■ AIM OF THE EXERCISE ■
Copy each line from the data that has the word "Seen" in it.

Saved data entries:
━━━━━━━━━━━━━━━━━━━━━━━━━━━━━━

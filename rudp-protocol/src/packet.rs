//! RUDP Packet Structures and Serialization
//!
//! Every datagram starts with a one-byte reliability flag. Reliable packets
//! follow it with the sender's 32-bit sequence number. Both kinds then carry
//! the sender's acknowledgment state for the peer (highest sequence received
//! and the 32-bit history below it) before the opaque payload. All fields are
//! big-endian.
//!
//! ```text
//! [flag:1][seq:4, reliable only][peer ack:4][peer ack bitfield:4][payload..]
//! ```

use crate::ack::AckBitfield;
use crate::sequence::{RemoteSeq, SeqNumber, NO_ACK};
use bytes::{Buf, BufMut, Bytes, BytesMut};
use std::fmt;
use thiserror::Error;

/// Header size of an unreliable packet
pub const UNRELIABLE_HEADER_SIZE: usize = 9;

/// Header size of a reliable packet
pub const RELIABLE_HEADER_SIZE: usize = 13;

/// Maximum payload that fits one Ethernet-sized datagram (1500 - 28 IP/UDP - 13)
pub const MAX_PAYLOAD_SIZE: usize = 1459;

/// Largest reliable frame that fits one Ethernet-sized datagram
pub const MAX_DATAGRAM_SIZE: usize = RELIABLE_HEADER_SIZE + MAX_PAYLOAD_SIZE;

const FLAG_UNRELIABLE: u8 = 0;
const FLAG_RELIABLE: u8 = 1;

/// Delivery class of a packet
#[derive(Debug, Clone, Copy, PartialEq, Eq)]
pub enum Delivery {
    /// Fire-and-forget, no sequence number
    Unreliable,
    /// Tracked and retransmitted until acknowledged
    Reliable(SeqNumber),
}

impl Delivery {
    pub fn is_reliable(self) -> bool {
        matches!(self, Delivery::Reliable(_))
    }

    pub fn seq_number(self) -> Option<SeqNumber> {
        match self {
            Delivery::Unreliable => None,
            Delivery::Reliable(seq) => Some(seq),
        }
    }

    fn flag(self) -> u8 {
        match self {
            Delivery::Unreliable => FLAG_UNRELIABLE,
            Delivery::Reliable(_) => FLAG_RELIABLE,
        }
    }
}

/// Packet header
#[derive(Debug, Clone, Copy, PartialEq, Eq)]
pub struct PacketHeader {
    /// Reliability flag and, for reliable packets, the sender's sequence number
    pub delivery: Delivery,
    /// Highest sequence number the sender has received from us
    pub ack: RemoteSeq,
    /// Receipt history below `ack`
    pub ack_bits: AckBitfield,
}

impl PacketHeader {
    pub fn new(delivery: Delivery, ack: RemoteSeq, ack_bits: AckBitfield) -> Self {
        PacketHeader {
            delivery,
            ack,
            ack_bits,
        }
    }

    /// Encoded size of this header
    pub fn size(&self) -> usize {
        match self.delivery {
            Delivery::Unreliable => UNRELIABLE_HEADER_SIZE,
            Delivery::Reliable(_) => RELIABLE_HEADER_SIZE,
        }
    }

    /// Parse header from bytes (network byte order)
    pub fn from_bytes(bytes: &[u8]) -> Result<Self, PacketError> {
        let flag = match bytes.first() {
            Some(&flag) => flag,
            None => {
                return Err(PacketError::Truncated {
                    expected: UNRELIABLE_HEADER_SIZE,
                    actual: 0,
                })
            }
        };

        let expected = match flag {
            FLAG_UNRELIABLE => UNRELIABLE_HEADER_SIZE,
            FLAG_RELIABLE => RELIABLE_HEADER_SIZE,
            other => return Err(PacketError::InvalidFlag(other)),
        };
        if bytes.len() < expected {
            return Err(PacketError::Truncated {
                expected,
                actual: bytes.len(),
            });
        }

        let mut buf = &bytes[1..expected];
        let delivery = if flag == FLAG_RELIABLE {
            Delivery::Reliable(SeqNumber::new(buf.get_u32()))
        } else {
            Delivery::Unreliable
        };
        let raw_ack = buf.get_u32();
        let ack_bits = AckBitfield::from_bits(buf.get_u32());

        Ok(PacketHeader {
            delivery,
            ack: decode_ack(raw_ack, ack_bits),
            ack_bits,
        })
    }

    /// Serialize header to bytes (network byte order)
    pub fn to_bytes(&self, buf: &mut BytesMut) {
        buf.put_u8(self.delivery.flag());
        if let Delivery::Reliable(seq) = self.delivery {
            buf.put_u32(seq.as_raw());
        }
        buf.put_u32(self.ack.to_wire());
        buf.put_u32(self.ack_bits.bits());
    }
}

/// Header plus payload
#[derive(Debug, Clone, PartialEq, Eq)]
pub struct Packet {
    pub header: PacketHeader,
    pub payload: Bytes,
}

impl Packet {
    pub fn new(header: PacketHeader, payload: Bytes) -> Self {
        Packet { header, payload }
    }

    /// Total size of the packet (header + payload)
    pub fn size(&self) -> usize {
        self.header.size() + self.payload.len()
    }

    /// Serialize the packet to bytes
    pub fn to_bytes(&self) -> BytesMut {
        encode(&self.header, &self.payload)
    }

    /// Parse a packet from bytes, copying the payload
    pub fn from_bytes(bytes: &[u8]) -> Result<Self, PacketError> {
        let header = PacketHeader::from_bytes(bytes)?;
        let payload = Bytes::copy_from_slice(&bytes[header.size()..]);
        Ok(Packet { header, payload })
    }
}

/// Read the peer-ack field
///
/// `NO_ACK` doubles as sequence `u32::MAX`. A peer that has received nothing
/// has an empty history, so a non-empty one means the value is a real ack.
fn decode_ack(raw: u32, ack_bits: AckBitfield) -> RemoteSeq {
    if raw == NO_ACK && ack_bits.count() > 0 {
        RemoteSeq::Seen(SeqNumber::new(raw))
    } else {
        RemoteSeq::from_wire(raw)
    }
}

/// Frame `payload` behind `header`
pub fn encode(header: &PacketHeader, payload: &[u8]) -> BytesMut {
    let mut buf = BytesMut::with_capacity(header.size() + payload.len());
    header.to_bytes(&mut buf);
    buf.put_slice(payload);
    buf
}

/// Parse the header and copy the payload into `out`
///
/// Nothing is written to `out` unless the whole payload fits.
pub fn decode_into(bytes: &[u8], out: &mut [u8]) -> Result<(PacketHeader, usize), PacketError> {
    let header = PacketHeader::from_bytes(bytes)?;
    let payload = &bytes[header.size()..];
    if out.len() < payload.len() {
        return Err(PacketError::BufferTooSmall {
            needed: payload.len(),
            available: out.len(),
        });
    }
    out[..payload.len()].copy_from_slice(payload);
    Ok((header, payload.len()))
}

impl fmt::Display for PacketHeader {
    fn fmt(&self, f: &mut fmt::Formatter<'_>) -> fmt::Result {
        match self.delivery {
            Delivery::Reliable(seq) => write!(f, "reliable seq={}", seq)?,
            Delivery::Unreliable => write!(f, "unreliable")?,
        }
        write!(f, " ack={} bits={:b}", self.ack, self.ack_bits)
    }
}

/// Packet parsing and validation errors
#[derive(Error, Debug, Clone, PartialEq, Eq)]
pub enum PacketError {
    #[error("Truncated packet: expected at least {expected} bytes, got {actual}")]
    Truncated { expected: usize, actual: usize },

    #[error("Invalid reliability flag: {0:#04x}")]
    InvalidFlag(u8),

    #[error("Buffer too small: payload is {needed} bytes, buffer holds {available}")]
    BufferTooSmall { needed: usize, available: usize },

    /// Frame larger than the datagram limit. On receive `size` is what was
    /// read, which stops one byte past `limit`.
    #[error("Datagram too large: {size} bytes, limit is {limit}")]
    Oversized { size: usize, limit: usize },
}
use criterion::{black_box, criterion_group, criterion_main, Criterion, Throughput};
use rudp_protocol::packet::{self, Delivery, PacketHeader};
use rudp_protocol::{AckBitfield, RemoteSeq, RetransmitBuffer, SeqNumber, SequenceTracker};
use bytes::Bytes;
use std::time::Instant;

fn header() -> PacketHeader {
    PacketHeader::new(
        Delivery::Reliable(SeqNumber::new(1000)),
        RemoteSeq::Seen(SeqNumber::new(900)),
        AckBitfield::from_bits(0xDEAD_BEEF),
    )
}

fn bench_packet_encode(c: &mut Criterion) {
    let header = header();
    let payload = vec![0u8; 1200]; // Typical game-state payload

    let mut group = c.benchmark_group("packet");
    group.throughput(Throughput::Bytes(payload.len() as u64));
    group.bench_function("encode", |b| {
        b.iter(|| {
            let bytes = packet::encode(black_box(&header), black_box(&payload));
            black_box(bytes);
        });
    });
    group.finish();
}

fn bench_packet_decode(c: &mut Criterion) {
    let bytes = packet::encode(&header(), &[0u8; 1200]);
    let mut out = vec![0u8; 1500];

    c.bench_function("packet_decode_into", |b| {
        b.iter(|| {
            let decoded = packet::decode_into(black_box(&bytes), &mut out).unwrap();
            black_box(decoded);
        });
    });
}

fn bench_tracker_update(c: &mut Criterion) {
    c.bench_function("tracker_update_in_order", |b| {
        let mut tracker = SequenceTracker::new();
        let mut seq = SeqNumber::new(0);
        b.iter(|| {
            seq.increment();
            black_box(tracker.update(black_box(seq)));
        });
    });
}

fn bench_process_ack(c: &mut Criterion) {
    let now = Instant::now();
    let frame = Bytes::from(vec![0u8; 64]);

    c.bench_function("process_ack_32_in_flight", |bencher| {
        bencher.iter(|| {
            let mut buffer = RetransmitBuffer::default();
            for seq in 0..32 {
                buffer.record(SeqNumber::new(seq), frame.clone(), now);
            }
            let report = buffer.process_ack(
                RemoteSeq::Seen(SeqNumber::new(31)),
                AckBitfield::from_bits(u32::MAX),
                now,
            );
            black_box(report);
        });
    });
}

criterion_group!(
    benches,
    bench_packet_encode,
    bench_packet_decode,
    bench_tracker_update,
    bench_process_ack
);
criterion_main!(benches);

━━━━━━━━━━━━━━━━━━━━━━━━━━━━━━

■ RESPONSE AREA ■
        RemoteSeq::Seen(SeqNumber::new(raw))
        RemoteSeq::Seen(SeqNumber::new(900)),
                RemoteSeq::Seen(SeqNumber::new(31)),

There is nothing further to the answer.